"The younger brother" IBM Watson engaged in the analysis of patents
On Habré, IBM’s self-taught erudite computer IBM Watson, who is able to answer questions by understanding an array of unstructured data, has been repeatedly discussed. He showed his best side by winning several rounds of the Jeopardy quiz (His Own Game) with the champions of this game.
Then Watson went to medicine : he began to analyze publications from the national medical database PubMed and dozens of textbooks. By May 2011, he had mastered the college and first-year university programs, that is, he was able to correctly answer exam questions that medical students take. According to the developers, in three to five years, Watson will be ready for the first pilot tests for treating real patients, and in 8-10 years such computers can be widely used in hospitals as a diagnostic tool. The first contract for the commercial use of Watson has already been signed with the medical company WellPoint.
The diagnostician is not the only profession where it is difficult for people to struggle with automated systems for analyzing an array of unstructured data. There is another profession, albeit not so honorable. This is a lawyer, a specialist in patent law. IBM has developed the Strategic IP Insight Platform (SIIP) system, which they offer to buy large corporations to analyze and manage their intellectual property portfolio. The system performs data mining in the entire patent database, analyzes the archive of scientific journals and other information on the topic, so that the owner of intellectual property can analyze and detect "problems" in his or someone else's patent database. ')
SIIP was used to create a database containing records of medical patents, as well as biomedical journals and information about pharmaceuticals. It is assumed that this base will help in the development of new drugs.
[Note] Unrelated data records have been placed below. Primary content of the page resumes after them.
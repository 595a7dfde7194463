//! At-most-one deploy per project root.
//!
//! A second trigger arriving while a deploy runs is rejected, never queued.
//! Leases release on drop, so a panicking or failing deploy cannot wedge the
//! project; a lease held past the staleness ceiling is force-released.

use chrono::{DateTime, Utc};
use serde::Serialize;
use std::collections::HashMap;
use std::path::{Path, PathBuf};
use std::sync::{Arc, Mutex};
use std::time::{Duration, Instant};
use tracing::{error, warn};
use uuid::Uuid;

use crate::error::DeployError;

#[derive(Debug, Clone)]
struct Lease {
    token: Uuid,
    job_id: String,
    acquired: Instant,
    acquired_at: DateTime<Utc>,
}

/// Observable state of one project
#[derive(Debug, Clone, PartialEq, Serialize)]
#[serde(tag = "state", rename_all = "lowercase")]
pub enum DeployState {
    Idle,
    Running {
        job_id: String,
        since: DateTime<Utc>,
    },
}

#[derive(Clone)]
pub struct DeploySerializer {
    leases: Arc<Mutex<HashMap<PathBuf, Lease>>>,
    stale_after: Duration,
}

impl DeploySerializer {
    pub fn new(stale_after: Duration) -> Self {
        Self {
            leases: Arc::new(Mutex::new(HashMap::new())),
            stale_after,
        }
    }

    /// Take the project lock for `job_id`, or fail with `Busy`.
    pub fn try_acquire(&self, project: &Path, job_id: &str) -> Result<DeployGuard, DeployError> {
        let mut leases = self.leases.lock().unwrap_or_else(|e| e.into_inner());

        if let Some(current) = leases.get(project) {
            let held_for = current.acquired.elapsed();
            if held_for < self.stale_after {
                return Err(DeployError::Busy {
                    project: project.display().to_string(),
                    job_id: current.job_id.clone(),
                });
            }
            error!(
                "Deploy lock for '{}' held by job {} for {}s (limit {}s); force-releasing",
                project.display(),
                current.job_id,
                held_for.as_secs(),
                self.stale_after.as_secs()
            );
        }

        let token = Uuid::now_v7();
        leases.insert(
            project.to_path_buf(),
            Lease {
                token,
                job_id: job_id.to_string(),
                acquired: Instant::now(),
                acquired_at: Utc::now(),
            },
        );

        Ok(DeployGuard {
            leases: Arc::clone(&self.leases),
            project: project.to_path_buf(),
            token,
        })
    }

    pub fn state(&self, project: &Path) -> DeployState {
        let leases = self.leases.lock().unwrap_or_else(|e| e.into_inner());
        match leases.get(project) {
            Some(lease) => DeployState::Running {
                job_id: lease.job_id.clone(),
                since: lease.acquired_at,
            },
            None => DeployState::Idle,
        }
    }
}

/// Proof of holding a project's deploy lock. Dropping it releases the lock.
#[derive(Debug)]
pub struct DeployGuard {
    leases: Arc<Mutex<HashMap<PathBuf, Lease>>>,
    project: PathBuf,
    token: Uuid,
}

impl DeployGuard {
    /// Release explicitly; equivalent to dropping the guard.
    pub fn release(self) {}
}

impl Drop for DeployGuard {
    fn drop(&mut self) {
        let mut leases = self.leases.lock().unwrap_or_else(|e| e.into_inner());
        // A lease that was force-released belongs to someone else now.
        match leases.get(&self.project) {
            Some(lease) if lease.token == self.token => {
                leases.remove(&self.project);
            }
            Some(_) => warn!(
                "Stale deploy lease for '{}' finished after being force-released",
                self.project.display()
            ),
            None => {}
        }
    }
}
//! Deploy orchestration: serializer -> pipeline -> publisher.

use std::path::PathBuf;
use std::sync::Arc;
use tokio::sync::Mutex;
use tracing::{error, info, warn};

use crate::DeployConfig;
use crate::deploy_log::DeployLog;
use crate::error::DeployError;
use crate::job::{DeployJob, JobStore};
use crate::pipeline::{Pipeline, ProcessRunner, record};
use crate::publisher::{PublishReport, ReleaseEntry, ReleasePublisher};
use crate::serializer::{DeployGuard, DeploySerializer, DeployState};

const MAX_RECENT_JOBS: usize = 24;

/// A finished deploy: the job as recorded, and what became of it
#[derive(Debug)]
pub struct DeployOutcome {
    pub job: DeployJob,
    pub result: Result<PublishReport, DeployError>,
}

pub struct Deployer {
    project: PathBuf,
    serializer: DeploySerializer,
    pipeline: Pipeline,
    runner: Arc<dyn ProcessRunner>,
    publisher: ReleasePublisher,
    log: DeployLog,
    jobs: Mutex<JobStore>,
}

impl Deployer {
    pub fn new(
        config: &DeployConfig,
        runner: Arc<dyn ProcessRunner>,
        publisher: ReleasePublisher,
    ) -> Result<Self, DeployError> {
        Ok(Self {
            project: config.project.path.clone(),
            serializer: DeploySerializer::new(config.lock_stale_after()),
            pipeline: Pipeline::from_config(config)?,
            runner,
            publisher,
            log: DeployLog::new(config.log_file()),
            jobs: Mutex::new(JobStore::new(MAX_RECENT_JOBS)),
        })
    }

    /// Claim the project for a new job, or fail with `Busy`.
    pub fn begin(
        &self,
        commit: &str,
        message: Option<&str>,
    ) -> Result<(DeployJob, DeployGuard), DeployError> {
        let job = DeployJob::new(commit, message);
        let guard = self.serializer.try_acquire(&self.project, &job.id)?;
        Ok((job, guard))
    }

    /// Run a full deploy for `commit`. Rejected with `Busy` if one is running.
    ///
    /// The work happens on its own task: it finishes (and releases the lock)
    /// even if the caller goes away, and a panic in it becomes a failed job.
    pub async fn deploy(
        self: &Arc<Self>,
        commit: &str,
        message: Option<&str>,
    ) -> Result<DeployOutcome, DeployError> {
        let (job, guard) = self.begin(commit, message)?;
        self.jobs.lock().await.upsert(&job);
        info!("Created deploy job {} for commit {}", job.id, commit);

        let handle = tokio::spawn(Arc::clone(self).execute(job.clone(), guard));
        match handle.await {
            Ok(outcome) => Ok(outcome),
            Err(join_error) => {
                error!("Deploy job {} crashed: {}", job.id, join_error);
                let mut job = job;
                let err = DeployError::Internal(format!("deploy task crashed: {}", join_error));
                job.mark_failed(None, err.to_string());
                self.log.append(job.short_id(), &format!("!! {}", err)).await;
                self.jobs.lock().await.upsert(&job);
                Ok(DeployOutcome {
                    job,
                    result: Err(err),
                })
            }
        }
    }

    async fn execute(self: Arc<Self>, mut job: DeployJob, guard: DeployGuard) -> DeployOutcome {
        job.mark_running();
        self.jobs.lock().await.upsert(&job);
        let started = format!("deploy started for commit {}", job.trigger_commit_id);
        record(&mut job, &self.log, &started).await;

        let result = match self
            .pipeline
            .run(self.runner.as_ref(), &mut job, &self.log)
            .await
        {
            Ok(artifact) => self.publisher.publish(&artifact, &job.trigger_commit_id).await,
            Err(e) => Err(e),
        };

        match &result {
            Ok(report) => {
                job.mark_succeeded(report.release.clone());
                record(
                    &mut job,
                    &self.log,
                    &format!("deploy succeeded, release {} is live", report.release),
                )
                .await;
                info!("Job {} completed successfully.", job.id);
            }
            Err(e) => {
                if let DeployError::PublishedUnhealthy { release, .. } = e {
                    job.release = Some(release.clone());
                }
                job.mark_failed(e.step(), e.to_string());
                record(&mut job, &self.log, &format!("deploy FAILED: {}", e)).await;
                error!("Job {} failed: {}", job.id, e);
            }
        }

        self.jobs.lock().await.upsert(&job);
        guard.release();
        DeployOutcome { job, result }
    }

    /// Swap the serving root back to an older release under the deploy lock.
    pub async fn rollback(
        self: &Arc<Self>,
        target: Option<String>,
    ) -> Result<PublishReport, DeployError> {
        let guard = self.serializer.try_acquire(&self.project, "rollback")?;
        let this = Arc::clone(self);

        let handle = tokio::spawn(async move {
            let result = this.publisher.rollback(target.as_deref()).await;
            drop(guard);
            result
        });
        let result = handle
            .await
            .map_err(|e| DeployError::Internal(format!("rollback task crashed: {}", e)))?;

        match &result {
            Ok(report) => {
                warn!("Rolled back to release {}", report.release);
                self.log
                    .append("rollback", &format!("rolled back to release {}", report.release))
                    .await;
            }
            Err(e) => {
                self.log
                    .append("rollback", &format!("rollback FAILED: {}", e))
                    .await;
            }
        }
        result
    }

    pub fn state(&self) -> DeployState {
        self.serializer.state(&self.project)
    }

    pub async fn current_release(&self) -> Option<String> {
        self.publisher.current_release().await
    }

    pub async fn history(&self) -> Result<Vec<ReleaseEntry>, DeployError> {
        self.publisher.history().await
    }

    pub async fn recent_jobs(&self, limit: usize) -> Vec<DeployJob> {
        self.jobs.lock().await.get_recent_jobs(limit)
    }

    pub async fn get_job(&self, id: &str) -> Option<DeployJob> {
        self.jobs.lock().await.get_job(id).cloned()
    }

    pub fn deploy_log(&self) -> &DeployLog {
        &self.log
    }
}
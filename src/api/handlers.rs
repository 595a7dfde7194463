//! Liveness and deploy log endpoints

use axum::{
    Json,
    extract::{Query, State as AxumState},
    http::StatusCode,
    response::IntoResponse,
};
use chrono::Utc;
use serde::Deserialize;
use serde_json::json;
use tracing::error;

use crate::SharedState;

/// Upper bound on lines a single /logs call may ask for
const MAX_LOG_LINES: usize = 500;

/// GET /health - liveness only; succeeds whatever the deploy state is
pub async fn health(AxumState(state): AxumState<SharedState>) -> impl IntoResponse {
    Json(json!({
        "status": "ok",
        "timestamp": Utc::now().to_rfc3339(),
        "project_path": state.config.project.path,
        "uptime": state.start_time.elapsed().as_secs_f64(),
        "secret_configured": state.config.has_valid_secret(),
    }))
}

#[derive(Debug, Deserialize)]
pub struct LogsQuery {
    /// Number of trailing lines (default from config, max 500)
    pub lines: Option<usize>,
}

/// GET /logs - last lines of the persisted deploy log
pub async fn get_logs(
    AxumState(state): AxumState<SharedState>,
    Query(params): Query<LogsQuery>,
) -> impl IntoResponse {
    let lines = params
        .lines
        .unwrap_or(state.config.project.log_tail_lines)
        .clamp(1, MAX_LOG_LINES);

    match state.deployer.deploy_log().tail(lines).await {
        Ok(logs) => (StatusCode::OK, Json(json!({ "logs": logs }))),
        Err(e) => {
            error!(
                "Failed to read deploy log {}: {}",
                state.deployer.deploy_log().path().display(),
                e
            );
            (
                StatusCode::INTERNAL_SERVER_ERROR,
                Json(json!({ "error": format!("Failed to read deploy log: {}", e) })),
            )
        }
    }
}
From each article / patent / description, the SIIP system extracted the names of chemical preparations, diagrams, names of scientists-inventors and other keywords. To date, 2.5 million drug names, 4.7 million patents, and 11 million journal articles from 1976 to 2000 have been processed. IBM donated some of the information gathered to the open source directory of drugs, PubChem .
According to some experts , the intelligent platform SIIP can be successfully used to combat patent trolls. Unfortunately, this option looks almost unreal, given that IBM itself obtains the most patents in the world and is one of the richest intellectual property owners, using its baggage of 10,000+ patents for absurd lawsuits. Worse, IBM is actively supporting software patents , and software patents are even more dangerous for IT companies than trolls .
So it is unlikely the artificial intelligence created by IBM will fight patent trolls. Quite the contrary - it can be used to generate even more patents. Or to create the most powerful patent troll with the use of AI, capable of generating an infinite number of "inventions". Hopefully, such predictions will never be realized.
The SIIP platform is based on the same technologies as IBM Watson. Recall that Watson is an IBM POWER7 server, Apache Hadoop and Apache UIMA are used for information processing, as well as a number of other programs created over four years by the IBM development team.
The car is named after IBM founder Thomas Watson. In the future, it will become part of an artificial intelligence system capable of understanding human language and answering any questions, drawing on information from the Internet. The ability to filter and analyze facts can be used in medicine (for making complex diagnoses empirically after analyzing the symptoms), automatic support services (for answering questions), tourist guides and ... for generating patents, maybe.